Was haben die «Black Lives Matter»-Proteste mit uns zu tun? Diese Ressourcen helfen uns, das Thema Rassismus zu konfrontieren.
Die Nachrichten des gewaltsamen Tods von George Floyd sowie die Bewegung Black Lives Matter haben auch uns aufgerüttelt. Klar sind wir gegen Rassismus, aber was haben wir eigentlich bisher konkret dagegen unternommen? Zu meinen, man sei ja eh kein/e Rassistin, und tatsächlich anti-rassitisch zu sein, ist nicht dasselbe – das eine unserer vielen Erkenntnisse der letzten Tage. Und währenddem wir gerade viel lesen, hören und schauen zu diesem Thema, sind da ja noch unsere Kinder, die zum Teil auch mitbekommen, was die Erwachsenen so beschäftigt. Wir haben Ansätze gesammelt, wie wir mit ihnen über «Race» (das englische Wort hat nicht dieselbe Bedeutung wie Rasse, wie hier nachzulesen ist), Rassismus, Diskriminierung und Stigmatisierung reden können. Und auch zusammengetragen, was uns auf dieser Recherche für uns Erwachsenen (oder ältere Kinder) an Wissenswertem begegnet ist.

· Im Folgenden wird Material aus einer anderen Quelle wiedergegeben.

//! Build service client
//!
//! One synchronous build per request: `POST {base_url}/builds/sync` with the
//! document as the single main resource. A success body is the compiled
//! document; failures carry a JSON `message`, plain text, or nothing.

use crate::error::BuildError;
use async_trait::async_trait;
use bytes::Bytes;
use reqwest::{Client, Response, StatusCode};
use serde::{Deserialize, Serialize};
use std::time::Duration;

/// Default LaTeX engine requested from the build service
pub const DEFAULT_COMPILER: &str = "pdflatex";

/// Default build service root
pub const DEFAULT_BASE_URL: &str = "http://localhost:2345";

/// Path of the synchronous build endpoint
pub const BUILD_PATH: &str = "/builds/sync";

/// Build request body
#[derive(Debug, Clone, PartialEq, Eq, Serialize, Deserialize)]
pub struct BuildRequest {
    /// Engine name, e.g. `pdflatex`
    pub compiler: String,
    /// Source files; exactly one is `main`
    pub resources: Vec<BuildResource>,
}

/// One source file in a build request
#[derive(Debug, Clone, PartialEq, Eq, Serialize, Deserialize)]
pub struct BuildResource {
    /// Whether this is the entry point
    pub main: bool,
    /// File content
    pub content: String,
}

impl BuildRequest {
    /// Request compiling `content` as the only, main resource
    #[must_use]
    pub fn single(compiler: impl Into<String>, content: impl Into<String>) -> Self {
        Self {
            compiler: compiler.into(),
            resources: vec![BuildResource {
                main: true,
                content: content.into(),
            }],
        }
    }

    /// Content of the main resource
    #[must_use]
    pub fn main_content(&self) -> Option<&str> {
        self.resources
            .iter()
            .find(|r| r.main)
            .map(|r| r.content.as_str())
    }
}

/// Compiles documents
#[async_trait]
pub trait BuildService: Send + Sync {
    /// Run one build and return the compiled bytes
    ///
    /// # Errors
    /// Any failure to obtain a compiled document.
    async fn build(&self, request: BuildRequest) -> Result<Bytes, BuildError>;
}

#[derive(Deserialize)]
struct ErrorBody {
    message: Option<String>,
}

/// HTTP build service client
#[derive(Debug, Clone)]
pub struct HttpBuildService {
    base_url: String,
    timeout: Duration,
    http_client: Client,
}

impl HttpBuildService {
    /// Create a client with default settings
    ///
    /// # Errors
    /// Returns `BuildError::InvalidConfig` if the HTTP client cannot be built.
    pub fn new() -> Result<Self, BuildError> {
        Self::builder().build()
    }

    /// Create a client builder
    #[must_use]
    pub fn builder() -> HttpBuildServiceBuilder {
        HttpBuildServiceBuilder::new()
    }

    /// Get the base URL
    #[inline]
    #[must_use]
    pub fn base_url(&self) -> &str {
        &self.base_url
    }

    /// Full URL of the build endpoint
    #[must_use]
    pub fn endpoint(&self) -> String {
        format!("{}{}", self.base_url.trim_end_matches('/'), BUILD_PATH)
    }

    fn map_transport(&self, err: &reqwest::Error) -> BuildError {
        if err.is_timeout() {
            BuildError::Timeout(self.timeout.as_secs())
        } else {
            BuildError::Transport(err.to_string())
        }
    }
}

#[async_trait]
impl BuildService for HttpBuildService {
    async fn build(&self, request: BuildRequest) -> Result<Bytes, BuildError> {
        let url = self.endpoint();
        tracing::debug!(
            %url,
            compiler = %request.compiler,
            bytes = request.main_content().map_or(0, str::len),
            "sending build request"
        );

        let response = self
            .http_client
            .post(&url)
            .json(&request)
            .send()
            .await
            .map_err(|e| self.map_transport(&e))?;

        let status = response.status();
        if !status.is_success() {
            let message = failure_message(status, response).await;
            return Err(BuildError::Status {
                status: status.as_u16(),
                message,
            });
        }

        response.bytes().await.map_err(|e| {
            if e.is_timeout() {
                BuildError::Timeout(self.timeout.as_secs())
            } else {
                BuildError::Body(e.to_string())
            }
        })
    }
}

/// Resolve a human-readable message for a failed build
///
/// JSON `message` first, then a plain-text body, then the reason phrase,
/// then a generic status line.
async fn failure_message(status: StatusCode, response: Response) -> String {
    let body = response.text().await.unwrap_or_default();
    message_from_body(status, &body)
}

pub(crate) fn message_from_body(status: StatusCode, body: &str) -> String {
    let body = body.trim();

    let from_body = match serde_json::from_str::<serde_json::Value>(body) {
        Ok(value) => serde_json::from_value::<ErrorBody>(value)
            .ok()
            .and_then(|b| b.message),
        Err(_) => Some(body.to_string()),
    };

    from_body
        .filter(|m| !m.trim().is_empty())
        .or_else(|| status.canonical_reason().map(str::to_string))
        .unwrap_or_else(|| format!("Request failed with status {}", status.as_u16()))
}

/// Builder for [`HttpBuildService`]
#[derive(Debug, Default)]
pub struct HttpBuildServiceBuilder {
    base_url: Option<String>,
    timeout: Option<Duration>,
}

impl HttpBuildServiceBuilder {
    /// Create builder with defaults
    #[inline]
    #[must_use]
    pub fn new() -> Self {
        Self::default()
    }

    /// Build service root, e.g. `http://localhost:2345`
    #[must_use]
    pub fn base_url(mut self, url: impl Into<String>) -> Self {
        self.base_url = Some(url.into());
        self
    }

    /// Whole-request timeout
    #[must_use]
    pub fn timeout(mut self, timeout: Duration) -> Self {
        self.timeout = Some(timeout);
        self
    }

    /// Build the client
    ///
    /// # Errors
    /// Returns `BuildError::InvalidConfig` for an empty URL or if the HTTP
    /// client cannot be built.
    pub fn build(self) -> Result<HttpBuildService, BuildError> {
        let base_url = self
            .base_url
            .unwrap_or_else(|| DEFAULT_BASE_URL.to_string());
        if base_url.trim().is_empty() {
            return Err(BuildError::InvalidConfig("empty build service URL".to_string()));
        }
        let timeout = self.timeout.unwrap_or(Duration::from_secs(120));

        let http_client = Client::builder()
            .timeout(timeout)
            .build()
            .map_err(|e| BuildError::InvalidConfig(e.to_string()))?;

        Ok(HttpBuildService {
            base_url,
            timeout,
            http_client,
        })
    }
}

#[cfg(test)]
mod tests {
    use super::*;
    use pretty_assertions::assert_eq;

    #[test]
    fn request_body_shape() {
        let request = BuildRequest::single(DEFAULT_COMPILER, "\\documentclass{article}");
        let json = serde_json::to_value(&request).unwrap();
        assert_eq!(
            json,
            serde_json::json!({
                "compiler": "pdflatex",
                "resources": [{ "main": true, "content": "\\documentclass{article}" }]
            })
        );
        assert_eq!(request.main_content(), Some("\\documentclass{article}"));
    }

    #[test]
    fn message_prefers_json_field() {
        let msg = message_from_body(
            StatusCode::INTERNAL_SERVER_ERROR,
            r#"{"message":"syntax error"}"#,
        );
        assert_eq!(msg, "syntax error");
    }

    #[test]
    fn message_uses_plain_text_body() {
        let msg = message_from_body(StatusCode::BAD_REQUEST, "missing \\begin{document}\n");
        assert_eq!(msg, "missing \\begin{document}");
    }

    #[test]
    fn message_falls_back_to_reason_phrase() {
        assert_eq!(
            message_from_body(StatusCode::INTERNAL_SERVER_ERROR, r#"{"error":"x"}"#),
            "Internal Server Error"
        );
        assert_eq!(
            message_from_body(StatusCode::SERVICE_UNAVAILABLE, ""),
            "Service Unavailable"
        );
    }

    #[test]
    fn message_falls_back_to_status_line() {
        let status = StatusCode::from_u16(599).unwrap();
        assert_eq!(message_from_body(status, ""), "Request failed with status 599");
    }

    #[test]
    fn endpoint_joins_without_double_slash() {
        let client = HttpBuildService::builder()
            .base_url("http://build.local:2345/")
            .build()
            .unwrap();
        assert_eq!(client.endpoint(), "http://build.local:2345/builds/sync");
    }

    #[test]
    fn empty_base_url_is_rejected() {
        let err = HttpBuildService::builder().base_url(" ").build().unwrap_err();
        assert!(matches!(err, BuildError::InvalidConfig(_)));
    }
}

Ein Gedanke sollte dabei tragend sein: Während weisse Eltern und Eltern weisser Kinder meist die Wahl haben, ob sie sich mit dem Thema beschäftigen wollen oder nicht, ist es für People of Color, Schwarze Eltern oder ihre Kinder nicht einfach eine theoretische Möglichkeit, sondern Alltag. Das Thema ist einfach immer da.
Grundhaltung
Rassisten – das sind nicht einfach besonders böse, schlechte Menschen. Wir alle sind in einem rassistischen System sozialisiert worden und tragen deshalb rassistische Vorurteile in uns. Dieses Bewusstsein, dieses Eingeständnis ist zentral (lernen wir gerade bei Tupoka Ogette).
Wir alle sind in einem rassistischen System sozialisiert worden und tragen deshalb rassistische Vorurteile in uns.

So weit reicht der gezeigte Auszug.